Former South Australian Motor Sport board chairman Roger Cook said record low attendance figures for the four-day event, coupled with the Holden-Ford rivalry ending at year’s end, should trigger a major overhaul ahead of the state’s current Supercars Championship deal expiring after next year’s race.
The 22nd race carnival attracted 206,350 patrons – the lowest since 171,200 in 2002, when the event ran over three days, rather than four.
Events South Australia executive director Hitaf Rasheed said this year’s event would be reviewed but, along with Bathurst, it remained the “jewel in the Supercars series crown and there are no plans to move it”.
Mr Cook, under whose 12-year reign the race became the most awarded event in SA and in Australian motor racing, said there was now an opportunity to look afresh at the Superloop, first run through Adelaide’s inner east in 1999.

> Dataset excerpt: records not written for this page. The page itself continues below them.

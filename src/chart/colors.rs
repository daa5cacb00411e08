//! Color definitions for charts

/// Common colors
pub(super) const COLOR_BACKGROUND: &str = "#000000"; // Black
pub(super) const COLOR_TEXT: &str = "#FFFFFF"; // White
pub(super) const COLOR_GRID: &str = "#333333"; // Dark gray grid lines
pub(super) const COLOR_WATERMARK: &str = "#808080"; // Gray

/// Amplitude trace colors
pub(super) const TRACE_LINE: &str = "#00F9FF"; // Cyan
pub(super) const TRACE_FILL: &str = "#FF00E6"; // Magenta
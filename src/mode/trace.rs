//! Amplitude-trace batch

use std::path::Path;

use crate::analysis::{
    MAX_CHART_POINTS, TRACE_DURATION_SECS, TRACE_START_SECS, amplitude_trace, decimate,
};
use crate::audio::load_audio;
use crate::chart::{self, TraceChartData};
use crate::error::{BatchError, TraceError};
use crate::output::{get_display_name, print_done, print_error, print_file_error, print_summary};
use crate::report::{TRACE_SUMMARY_NAME, TraceRecord, TraceSummary, trace_image_path};

use super::list_mp3_files;

/// Plot the 3-4 s amplitude trace of one file into `output_dir`
pub(crate) fn plot_file(path: &Path, output_dir: &Path) -> Result<TraceRecord, TraceError> {
    let display_name = get_display_name(path);

    let audio = load_audio(path)?;
    let trace = amplitude_trace(&audio, TRACE_START_SECS, TRACE_DURATION_SECS)?;
    let reduced = decimate(&trace, MAX_CHART_POINTS);

    log::debug!(
        "{}: {} samples in window, {} plotted",
        display_name,
        trace.len(),
        reduced.len()
    );

    let image_path = trace_image_path(path, output_dir);
    let chart_data = TraceChartData {
        filename: display_name.clone(),
        points: reduced.points(),
        start_secs: TRACE_START_SECS,
        end_secs: TRACE_START_SECS + TRACE_DURATION_SECS,
    };
    chart::render_trace_chart(&chart_data, &image_path)?;

    Ok(TraceRecord {
        file_name: display_name,
        image_path,
    })
}

/// Run the amplitude-trace batch. Images and the summary go to `output_dir`,
/// or next to the inputs when it is `None`.
pub fn run_trace(folder: &Path, output_dir: Option<&Path>) {
    if let Err(e) = trace_batch(folder, output_dir.unwrap_or(folder)) {
        print_error(&e.to_string());
    }
}

fn trace_batch(folder: &Path, output_dir: &Path) -> Result<(), BatchError> {
    let files = list_mp3_files(folder)?;
    log::info!("Found {} MP3 files in {}", files.len(), folder.display());

    std::fs::create_dir_all(output_dir).map_err(|source| BatchError::Output {
        path: output_dir.to_path_buf(),
        source,
    })?;

    let summary_path = output_dir.join(TRACE_SUMMARY_NAME);
    let output_err = |source| BatchError::Output {
        path: summary_path.clone(),
        source,
    };

    let mut summary = TraceSummary::create(&summary_path).map_err(output_err)?;
    let mut succeeded = 0;

    for path in &files {
        let display_name = get_display_name(path);

        match plot_file(path, output_dir) {
            Ok(record) => {
                summary.record(&record).map_err(output_err)?;
                println!(
                    "Plotted: {} -> {}",
                    display_name,
                    record.image_path.display()
                );
                succeeded += 1;
            }
            Err(e) => print_file_error(&display_name, &e),
        }
    }

    summary.finish().map_err(output_err)?;

    print_done(&summary_path);
    print_summary(files.len(), succeeded);
    Ok(())
}
//! Summary files written once per batch

use std::fs::File;
use std::io::{self, BufWriter, Write};
use std::path::{Path, PathBuf};

/// Summary file name for the amplitude-trace batch
pub(crate) const TRACE_SUMMARY_NAME: &str = "音频分析结果.txt";

/// Result file name for the weighted-frequency batch
pub(crate) const FREQUENCY_REPORT_NAME: &str = "音频频率分析结果.txt";

/// Suffix appended to the input file stem for trace images
pub(crate) const TRACE_IMAGE_SUFFIX: &str = "_3-4秒幅值随时间变化图.png";

/// Output image path for `input` inside `output_dir`
pub(crate) fn trace_image_path(input: &Path, output_dir: &Path) -> PathBuf {
    let stem = input
        .file_stem()
        .map(|s| s.to_string_lossy())
        .unwrap_or_default();
    output_dir.join(format!("{}{}", stem, TRACE_IMAGE_SUFFIX))
}

/// One successfully plotted file
#[derive(Debug, Clone, PartialEq)]
pub(crate) struct TraceRecord {
    pub(crate) file_name: String,
    pub(crate) image_path: PathBuf,
}

/// Writer for the plain-text trace summary
pub(crate) struct TraceSummary<W: Write> {
    writer: W,
}

impl TraceSummary<BufWriter<File>> {
    pub(crate) fn create(path: &Path) -> io::Result<Self> {
        Self::new(BufWriter::new(File::create(path)?))
    }
}

impl<W: Write> TraceSummary<W> {
    pub(crate) fn new(mut writer: W) -> io::Result<Self> {
        writeln!(writer, "音频文件分析结果")?;
        writeln!(writer, "{}", "=".repeat(50))?;
        writeln!(writer)?;
        Ok(Self { writer })
    }

    pub(crate) fn record(&mut self, record: &TraceRecord) -> io::Result<()> {
        let image_name = record
            .image_path
            .file_name()
            .map(|n| n.to_string_lossy())
            .unwrap_or_default();
        writeln!(self.writer, "文件: {}", record.file_name)?;
        writeln!(self.writer, "图像路径: {}", image_name)?;
        writeln!(self.writer, "{}", "-".repeat(50))
    }

    pub(crate) fn finish(mut self) -> io::Result<W> {
        self.writer.flush()?;
        Ok(self.writer)
    }
}

/// Writer for the tab-separated weighted-frequency table
pub(crate) struct FrequencyReport<W: Write> {
    writer: W,
}

impl FrequencyReport<BufWriter<File>> {
    pub(crate) fn create(path: &Path) -> io::Result<Self> {
        Self::new(BufWriter::new(File::create(path)?))
    }
}

impl<W: Write> FrequencyReport<W> {
    pub(crate) fn new(mut writer: W) -> io::Result<Self> {
        writeln!(writer, "音频文件名称\t加权平均频率(Hz)")?;
        writeln!(writer, "{}", "-".repeat(40))?;
        Ok(Self { writer })
    }

    pub(crate) fn row(&mut self, file_name: &str, mean_hz: f64) -> io::Result<()> {
        writeln!(self.writer, "{}\t{:.2}", file_name, mean_hz)
    }

    pub(crate) fn finish(mut self) -> io::Result<W> {
        self.writer.flush()?;
        Ok(self.writer)
    }
}
use std::path::Path;

use colored::*;

pub(crate) fn print_error(msg: &str) {
    eprintln!("{}: {}", "error".red().bold(), msg);
}

pub(crate) fn print_warning(msg: &str) {
    eprintln!("{}: {}", "warning".yellow().bold(), msg);
}

/// One stderr line per failed file
pub(crate) fn print_file_error(display_name: &str, err: &dyn std::error::Error) {
    print_error(&format!("failed to process {}: {}", display_name, err));
}

pub(crate) fn get_display_name(path: &Path) -> String {
    path.file_name()
        .map(|n| n.to_string_lossy().into_owned())
        .unwrap_or_else(|| path.display().to_string())
}

pub(crate) fn print_done(output_path: &Path) {
    println!();
    println!(
        "{} Results saved to: {}",
        "Done.".green().bold(),
        output_path.display()
    );
}

/// Final batch line: total files seen and how many succeeded
pub(crate) fn print_summary(total: usize, succeeded: usize) {
    let failed = total - succeeded;
    let failed_text = format!("{} failed", failed);
    println!(
        "Processed {} MP3 file{} ({} ok, {})",
        total,
        if total == 1 { "" } else { "s" },
        succeeded,
        if failed > 0 {
            failed_text.red()
        } else {
            failed_text.normal()
        }
    );
}
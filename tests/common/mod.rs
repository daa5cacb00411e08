//! Common test utilities

use std::f64::consts::PI;
use std::io::Write;
use std::path::Path;

/// Generate a mono sine wave at the given frequency
pub fn generate_sine(freq: f64, sample_rate: u32, duration_secs: f64) -> Vec<f32> {
    let num_samples = (sample_rate as f64 * duration_secs) as usize;
    (0..num_samples)
        .map(|i| ((2.0 * PI * freq * i as f64 / sample_rate as f64).sin() * 0.5) as f32)
        .collect()
}

/// Sine with 50 ms raised-cosine fades, surrounded by `pad_secs` of silence
pub fn generate_tone_in_silence(
    freq: f64,
    sample_rate: u32,
    tone_secs: f64,
    pad_secs: f64,
) -> Vec<f32> {
    let pad = (sample_rate as f64 * pad_secs) as usize;
    let fade = (sample_rate as f64 * 0.05) as usize;
    let tone = generate_sine(freq, sample_rate, tone_secs);
    let n = tone.len();

    let mut samples = vec![0.0f32; pad];
    samples.extend(tone.iter().enumerate().map(|(i, &s)| {
        let edge = i.min(n - 1 - i);
        if edge < fade {
            let env = 0.5 * (1.0 - (PI * edge as f64 / fade as f64).cos());
            s * env as f32
        } else {
            s
        }
    }));
    samples.extend(std::iter::repeat_n(0.0f32, pad));
    samples
}

/// Generate digital silence
pub fn generate_silence(sample_rate: u32, duration_secs: f64) -> Vec<f32> {
    vec![0.0; (sample_rate as f64 * duration_secs) as usize]
}

/// Samples per MPEG-1 Layer III frame
pub const MP3_FRAME_SAMPLES: usize = 1152;

/// Sample rate of the frames written by `write_silent_mp3`
pub const MP3_SAMPLE_RATE: u32 = 44100;

/// Write `frames` of MPEG-1 Layer III digital silence (44.1 kHz, 128 kbps, mono).
///
/// Each frame is a header followed by zeroed side info and main data: no
/// Huffman bits, no bit reservoir, so every frame decodes to zeros.
pub fn write_silent_mp3(path: &Path, frames: usize) -> std::io::Result<()> {
    // sync 0xFFF | MPEG-1 | Layer III | no CRC / 128 kbps | 44.1 kHz | no padding / mono
    const HEADER: [u8; 4] = [0xFF, 0xFB, 0x90, 0xC0];
    // 144 * bitrate / sample_rate
    const FRAME_BYTES: usize = 144 * 128_000 / 44_100;

    let mut frame = vec![0u8; FRAME_BYTES];
    frame[..4].copy_from_slice(&HEADER);

    let mut file = std::io::BufWriter::new(std::fs::File::create(path)?);
    for _ in 0..frames {
        file.write_all(&frame)?;
    }
    file.flush()
}

/// Write bytes that no audio format reader recognises
pub fn write_corrupt(path: &Path) -> std::io::Result<()> {
    std::fs::write(path, "this is plain text and not audio at all\n".repeat(64))
}

/// Write samples as a WAV file to the given path
pub fn write_wav(path: &Path, samples: &[f32], sample_rate: u32) -> std::io::Result<()> {
    let mut file = std::fs::File::create(path)?;
    write_wav_to(&mut file, samples, sample_rate)
}

/// Write samples as WAV data to a writer
fn write_wav_to<W: Write>(
    writer: &mut W,
    samples: &[f32],
    sample_rate: u32,
) -> std::io::Result<()> {
    let channels: u16 = 1;
    let bits_per_sample: u16 = 16;
    let byte_rate = sample_rate * channels as u32 * bits_per_sample as u32 / 8;
    let block_align = channels * bits_per_sample / 8;
    let data_size = samples.len() as u32 * 2; // 16-bit = 2 bytes per sample
    let file_size = 36 + data_size;

    // RIFF header
    writer.write_all(b"RIFF")?;
    writer.write_all(&file_size.to_le_bytes())?;
    writer.write_all(b"WAVE")?;

    // fmt chunk
    writer.write_all(b"fmt ")?;
    writer.write_all(&16u32.to_le_bytes())?; // chunk size
    writer.write_all(&1u16.to_le_bytes())?; // PCM format
    writer.write_all(&channels.to_le_bytes())?;
    writer.write_all(&sample_rate.to_le_bytes())?;
    writer.write_all(&byte_rate.to_le_bytes())?;
    writer.write_all(&block_align.to_le_bytes())?;
    writer.write_all(&bits_per_sample.to_le_bytes())?;

    // data chunk
    writer.write_all(b"data")?;
    writer.write_all(&data_size.to_le_bytes())?;

    // Convert f32 samples to i16 and write
    for &sample in samples {
        let clamped = sample.clamp(-1.0, 1.0);
        let i16_sample = (clamped * 32767.0) as i16;
        writer.write_all(&i16_sample.to_le_bytes())?;
    }

    Ok(())
}
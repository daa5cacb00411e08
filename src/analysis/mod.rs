//! Frequency-domain and time-domain statistics

mod fft;
mod frequency;
mod trace;

pub(crate) use fft::{FFT_SIZE, HOP_SIZE};
pub(crate) use frequency::{WeightedFrequency, weighted_average_frequency};
pub(crate) use trace::{
    MAX_CHART_POINTS, TRACE_DURATION_SECS, TRACE_START_SECS, amplitude_trace, decimate,
};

“It needs a big rethink on two counts – the plummeting support for it in the state and also the fact that Holden have pulled out, which means Supercars are going to have to come up with a new formula as well,” he said.
Mr Cook in the late 1990s was the major projects tsar for the then-Liberal premier John Olsen (now Liberal state president) and was instrumental in luring a Supercar Championship round to the Adelaide street circuit, as part of a suite of events to replace the Australian Formula One Grand Prix (the final race was in 1995).
He steered the former Clipsal 500 and SA Motor Sport boards until stepping down after the 2011 race.
Mr Cook condemned as “shortsighted” the former Labor government’s 2014 axing of the motorsport board, saying this had squandered the motorsport and business expertise of a group dedicated to continually improving the event in the state’s interest.
Ms Rasheed said the $150 million The Bend circuit, which first hosted a Supercars race in 2018, added to SA’s “great motorsport heritage” by hosting a second race.
“The two events are in the same (Supercars) family but offer two very different experiences,” she said.
Ms Rasheed thanked Superloop patrons, saying it was hard to think of many other SA events that attracted more than 200,000 people over four days, particularly given the nation’s tough start to the year.